## BRIEF
Identify and pull out each line of the entries in which "CString" occurs.

## DATA SHOWN
· · · · · · ·
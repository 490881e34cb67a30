use std::{
    ffi::CString,
    os::unix::{
        io::{AsFd, BorrowedFd, OwnedFd, RawFd},
        net::UnixStream,
    },
    sync::Arc,
};

use smallvec::SmallVec;

use crate::{
    core_interfaces::{WL_CALLBACK_INTERFACE, WL_DISPLAY_INTERFACE, WL_REGISTRY_INTERFACE},
    debug,
    map::{Object, ObjectMap, SERVER_ID_LIMIT},
    protocol::{
        check_for_signature, same_interface, same_interface_or_anonymous, AllowNull, Argument,
        ArgumentType, Interface, Message, ObjectInfo, ProtocolError, ANONYMOUS_INTERFACE,
        INLINE_ARGS,
    },
    socket::{BufferedSocket, Socket},
    types::{DisconnectReason, InvalidId},
    wire::MessageParseError,
};

use super::{
    handle::PendingDestructor, registry::Registry, ClientData, ClientId, Data, GlobalHandler,
    GlobalId, InertObjectData, ObjectData, ObjectId, UninitObjectData,
};

type ArgSmallVec<Fd> = SmallVec<[Argument<ObjectId, Fd>; INLINE_ARGS]>;

/// Error codes of `wl_display`
#[repr(u32)]
#[allow(dead_code)]
#[derive(Debug, Clone, Copy)]
pub(crate) enum DisplayError {
    InvalidObject = 0,
    InvalidMethod = 1,
    NoMemory = 2,
    Implementation = 3,
}

/// Build a C string, dropping interior NULs.
pub(crate) fn to_cstring(message: impl Into<String>) -> CString {
    let mut bytes = message.into().into_bytes();
    bytes.retain(|&b| b != 0);
    CString::new(bytes).unwrap_or_default()
}

#[derive(Debug)]
pub(crate) struct Client<D: 'static> {
    socket: BufferedSocket,
    pub(crate) map: ObjectMap<Data<D>>,
    debug: bool,
    last_serial: u32,
    pub(crate) id: ClientId,
    pub(crate) killed: bool,
    pub(crate) data: Arc<dyn ClientData>,
}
· · · · · · ·
## RESPONSE TO THIS TASK
    ffi::CString,
pub(crate) fn to_cstring(message: impl Into<String>) -> CString {
    CString::new(bytes).unwrap_or_default()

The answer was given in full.